A simple
and low-cost fluorescence signal-on sensing strategy has
been developed based on functional nucleic acids (FNAs) via energy
transfer between DNA-templated silver nanoclusters (DNA-AgNCs) and
gold nanorods (GNRs). FNAs were used as highly selective recognition
probes, in which an aptamer was used to detect small molecules represented
by tetracycline, and DNAzyme was used to detect heavy metal ions represented
by Pb2+. The fluorescent DNA-AgNCs were synthesized by
the designed oligonucleotide sequences, which consisted of three parts:
AgNCs synthesis template C6G5C6,
spacer T5, and complementary sequences of the aptamer or
enzyme strand. The difference in electrostatic interactions between
ss/dsDNA and positively charged GNRs leads to energy transfer with
different efficiencies. The analytes represented by tetracycline and
Pb2+ can destroy the dsDNA structure and reduce the energy-transfer
efficiency between DNA-AgNCs and GNRs, thus achieving fluorescence
recovery and a signal-on analytical strategy. This strategy has excellent
specificity and sensitivity with limit of detections of 4.411 nM for
tetracycline and 1.416 nM for Pb2+ and has been successfully
applied to detect tetracycline in milk and Pb2+ in river
water.
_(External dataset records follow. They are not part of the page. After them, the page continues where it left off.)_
//! [`NodeProcessor`]: given a node and its declared types, validates
//! properties and emits autocreation operations (spec §4.8).

use std::collections::{HashSet, VecDeque};

use regex::Regex;
use std::sync::OnceLock;

use crate::config::SessionConfig;
use crate::error::{Result, SomError};
use crate::model::{ItemState, Node, Property, Value};
use crate::node_type::{NodeTypeDef, NodeTypeRegistry};
use crate::path;

fn uri_pattern() -> &'static Regex {
    static URI_RE: OnceLock<Regex> = OnceLock::new();
    URI_RE.get_or_init(|| {
        Regex::new(
            r"(?i)^[a-z][a-z0-9*\-.]*://([^@/]+@)?(\[[0-9A-Fa-f:]+\]|[^/:@]+)(:[0-9]+)?(/[^?#]*)?(\?[^#]*)?(#.*)?$",
        )
        .expect("static URI pattern is valid")
    })
}

/// `true` iff every code point in `s` is in the XML 1.0 allow-class (spec
/// §6): U+0009, U+000A, U+000D, U+0020–U+D7FF, U+E000–U+FFFD, U+10000–U+10FFFF.
fn is_xml_allowed(s: &str) -> bool {
    s.chars().all(|c| {
        let cp = c as u32;
        matches!(cp, 0x9 | 0xA | 0xD)
            || (0x20..=0xD7FF).contains(&cp)
            || (0xE000..=0xFFFD).contains(&cp)
            || (0x10000..=0x10FFFF).contains(&cp)
    })
}

/// The additional work a single node-processing pass produces: freshly
/// autocreated child nodes, keyed by their full path, each itself still
/// needing its own processing pass (spec §4.8 step 1 says nothing about
/// recursion explicitly, but an autocreated child is a node like any
/// other, so the caller recurses `process` over each one it appends).
pub struct ProcessOutcome {
    /// Autocreated children, in declaration order, as (path, node) pairs.
    pub added_children: Vec<(String, Node)>,
}

/// Validates and autocreates properties/children on `node` per its
/// declared types (spec §4.8).
pub struct NodeProcessor<'a> {
    registry: &'a dyn NodeTypeRegistry,
}

impl<'a> NodeProcessor<'a> {
    /// Builds a processor backed by `registry`.
    pub fn new(registry: &'a dyn NodeTypeRegistry) -> Self {
        Self { registry }
    }

    /// Collects every applicable [`NodeTypeDef`]: primary type first, then
    /// mixins, then each type's declared supertypes transitively (spec
    /// §4.8 preamble). Unknown type names are silently skipped — the CND
    /// registry itself is out of scope and is trusted to reject unknown
    /// types at assignment time.
    fn applicable_types(&self, node: &Node) -> Vec<&'a NodeTypeDef> {
        let mut visited = HashSet::new();
        let mut queue: VecDeque<String> = node
            .declared_type_names()
            .into_iter()
            .map(str::to_string)
            .collect();
        let mut result = Vec::new();
        while let Some(name) = queue.pop_front() {
            if !visited.insert(name.clone()) {
                continue;
            }
            if let Some(def) = self.registry.get(&name) {
                for st in &def.supertypes {
                    queue.push_back(st.clone());
                }
                result.push(def);
            }
        }
        result
    }

    /// Runs the full processing pass on `node`: child/property
    /// autocreation and validation (spec §4.8 steps 1-3). Returns the
    /// freshly autocreated children the caller must turn into `AddNode`
    /// operations (and itself recursively process).
    pub fn process(&self, node: &mut Node, config: &SessionConfig) -> Result<ProcessOutcome> {
        let types = self.applicable_types(node);
        let added_children = self.process_children(node, &types)?;
        self.process_properties(node, &types, config)?;
        self.validate_properties(node, config)?;
        Ok(ProcessOutcome { added_children })
    }

    fn process_children(
        &self,
        node: &mut Node,
        types: &[&'a NodeTypeDef],
    ) -> Result<Vec<(String, Node)>> {
        let mut seen = HashSet::new();
        let mut added = Vec::new();
        for def in types {
            for cdef in &def.child_node_definitions {
                if !seen.insert(cdef.name.clone()) {
                    continue;
                }
                if node.children.iter().any(|c| c == &cdef.name) {
                    continue;
                }
                if cdef.mandatory && !cdef.auto_created {
                    return Err(SomError::ConstraintViolation(format!(
                        "mandatory child node missing: {}",
                        cdef.name
                    )));
                }
                if cdef.auto_created {
                    let primary_type = cdef
                        .default_primary_type
                        .clone()
                        .or_else(|| cdef.required_primary_types.first().cloned())
                        .ok_or_else(|| {
                            SomError::ConstraintViolation(format!(
                                "autocreated child node {} has no default primary type",
                                cdef.name
                            ))
                        })?;
                    let child_path = path::child_path(&node.path, &cdef.name);
                    let child = Node::new_added(child_path.clone(), primary_type);
                    node.add_child_name(cdef.name.clone());
                    added.push((child_path, child));
                }
            }
        }
        Ok(added)
    }

    fn process_properties(
        &self,
        node: &mut Node,
        types: &[&'a NodeTypeDef],
        config: &SessionConfig,
    ) -> Result<()> {
        let mut seen = HashSet::new();
        for def in types {
            for pdef in &def.property_definitions {
                if !seen.insert(pdef.name.clone()) {
                    continue;
                }
                match node.properties.get(&pdef.name) {
                    Some(existing) => {
                        if pdef.auto_created
                            && config.auto_last_modified
                            && matches!(existing.state, ItemState::Clean)
                            && matches!(pdef.name.as_str(), "jcr:lastModified" | "jcr:lastModifiedBy")
                        {
                            let value = Self::well_known_value(&pdef.name, config)
                                .expect("jcr:lastModified(By) is well-known");
                            node.set_property(Property::new_single(pdef.name.clone(), value));
                        }
                    }
                    None => {
                        if pdef.mandatory && !pdef.auto_created {
                            return Err(SomError::ConstraintViolation(format!(
                                "mandatory property missing: {}",
                                pdef.name
                            )));
                        }
                        if pdef.auto_created {
                            let property = self.autocreate_property(pdef, config)?;
                            node.properties.insert(pdef.name.clone(), property);
                        }
                    }
                }
            }
        }
        Ok(())
    }

    fn well_known_value(name: &str, config: &SessionConfig) -> Option<Value> {
        match name {
            "jcr:uuid" => Some(Value::String(uuid::Uuid::new_v4().to_string())),
            "jcr:createdBy" | "jcr:lastModifiedBy" => Some(Value::String(config.user_id.clone())),
            "jcr:created" | "jcr:lastModified" => Some(Value::Date(now_rfc3339())),
            "jcr:etag" => Some(Value::String("W/\"0\"".to_string())),
            _ => None,
        }
    }

    fn autocreate_property(
        &self,
        pdef: &crate::node_type::PropertyDefinition,
        config: &SessionConfig,
    ) -> Result<Property> {
        if let Some(value) = Self::well_known_value(&pdef.name, config) {
            return Ok(Property::new_single(pdef.name.clone(), value));
        }
        if pdef.default_values.is_empty() {
            return Err(SomError::ConstraintViolation(format!(
                "autocreated property {} has no default value",
                pdef.name
            )));
        }
        if pdef.multi_valued {
            Ok(Property::new_multi(
                pdef.name.clone(),
                pdef.property_type,
                pdef.default_values.clone(),
            ))
        } else {
            Ok(Property::new_single(
                pdef.name.clone(),
                pdef.default_values[0].clone(),
            ))
        }
    }

    fn validate_properties(&self, node: &Node, config: &SessionConfig) -> Result<()> {
        for property in node.properties.values() {
            for value in &property.values {
                Self::validate_value(&property.name, value, config)?;
            }
        }
        Ok(())
    }

    /// Validates a single value against its own declared type's syntax
    /// (spec §4.8 step 3). Exposed to [`crate::session::SessionObjectManager::set_property`]
    /// so an explicit `setProperty` call is checked the same way a value
    /// introduced by autocreation is.
    pub(crate) fn validate_value(name: &str, value: &Value, config: &SessionConfig) -> Result<()> {
        match value {
            Value::Name(n) => config.check_namespace(n),
            Value::Path(p) => {
                if path::is_absolute(p) {
                    path::validate_absolute(p)
                } else {
                    path::resolve("/", p).map(|_| ())
                }
            }
            Value::Uri(u) => {
                if uri_pattern().is_match(u) {
                    Ok(())
                } else {
                    Err(SomError::ValueFormat(format!(
                        "property {name}: not a valid URI: {u}"
                    )))
                }
            }
            Value::String(s) | Value::Decimal(s) => {
                if is_xml_allowed(s) {
                    Ok(())
                } else {
                    Err(SomError::ValueFormat(format!(
                        "property {name}: contains characters outside the XML 1.0 allow-class"
                    )))
                }
            }
            _ => Ok(()),
        }
    }
}

fn now_rfc3339() -> String {
    time::OffsetDateTime::now_utc()
        .format(&time::format_description::well_known::Rfc3339)
        .unwrap_or_else(|_| "1970-01-01T00:00:00Z".to_string())
}

#[cfg(test)]
mod tests {
    use super::*;
    use crate::model::PropertyType;
    use crate::node_type::{ChildNodeDefinition, InMemoryNodeTypeRegistry, PropertyDefinition};

    fn registry_with_referenceable() -> InMemoryNodeTypeRegistry {
        let mut reg = InMemoryNodeTypeRegistry::new();
        reg.define(NodeTypeDef {
            name: "mix:referenceable".to_string(),
            supertypes: vec![],
            property_definitions: vec![PropertyDefinition {
                name: "jcr:uuid".to_string(),
                property_type: PropertyType::String,
                multi_valued: false,
                mandatory: true,
                auto_created: true,
                default_values: vec![],
            }],
            child_node_definitions: vec![],
        });
        reg
    }

    #[test]
    fn autocreates_uuid_matching_v4_pattern() {
        let registry = registry_with_referenceable();
        let mut node = Node::new_added("/a", "nt:unstructured");
        node.mixin_types.push("mix:referenceable".to_string());
        let processor = NodeProcessor::new(&registry);
        let config = SessionConfig::default();
        processor.process(&mut node, &config).unwrap();

        let uuid = match node.properties.get("jcr:uuid").unwrap().value().unwrap() {
            Value::String(s) => s.clone(),
            _ => panic!("expected string"),
        };
        let re = Regex::new(
            "^[0-9a-f]{8}-[0-9a-f]{4}-[0-9a-f]{4}-[0-9a-f]{4}-[0-9a-f]{12}$",
        )
        .unwrap();
        assert!(re.is_match(&uuid), "{uuid} does not match uuid v4 pattern");
    }

    #[test]
    fn missing_mandatory_non_autocreated_property_fails() {
        let mut reg = InMemoryNodeTypeRegistry::new();
        reg.define(NodeTypeDef {
            name: "test:required".to_string(),
            supertypes: vec![],
            property_definitions: vec![PropertyDefinition {
                name: "test:value".to_string(),
                property_type: PropertyType::String,
                multi_valued: false,
                mandatory: true,
                auto_created: false,
                default_values: vec![],
            }],
            child_node_definitions: vec![],
        });
        let mut node = Node::new_added("/a", "test:required");
        let processor = NodeProcessor::new(&reg);
        let err = processor.process(&mut node, &SessionConfig::default()).unwrap_err();
        assert!(matches!(err, SomError::ConstraintViolation(_)));
    }

    #[test]
    fn autocreates_mandatory_child_with_default_primary_type() {
        let mut reg = InMemoryNodeTypeRegistry::new();
        reg.define(NodeTypeDef {
            name: "test:withChild".to_string(),
            supertypes: vec![],
            property_definitions: vec![],
            child_node_definitions: vec![ChildNodeDefinition {
                name: "jcr:content".to_string(),
                required_primary_types: vec!["nt:unstructured".to_string()],
                default_primary_type: None,
                mandatory: true,
                auto_created: true,
            }],
        });
        let mut node = Node::new_added("/a", "test:withChild");
        let processor = NodeProcessor::new(&reg);
        let outcome = processor.process(&mut node, &SessionConfig::default()).unwrap();
        assert_eq!(outcome.added_children.len(), 1);
        assert_eq!(outcome.added_children[0].0, "/a/jcr:content");
        assert!(node.children.contains(&"jcr:content".to_string()));
    }

    #[test]
    fn uri_pattern_rejects_missing_scheme_separator() {
        assert!(uri_pattern().is_match("https://example.com/a/b?x=1"));
        assert!(!uri_pattern().is_match("not a uri"));
    }

    #[test]
    fn xml_allow_class_rejects_control_characters() {
        assert!(is_xml_allowed("hello world"));
        assert!(!is_xml_allowed("bad\u{0001}char"));
    }
}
Using DNA-AgNCs formed in situ as signal probes, this strategy
does not require labels or modifications and can be completed without
complex analytical instruments. Moreover, this strategy can be extended
to detect other targets by replacing FNA sequences. Therefore, it
has promising prospects in the sensitive, simple, and rapid detection
of contaminants in food and environment samples.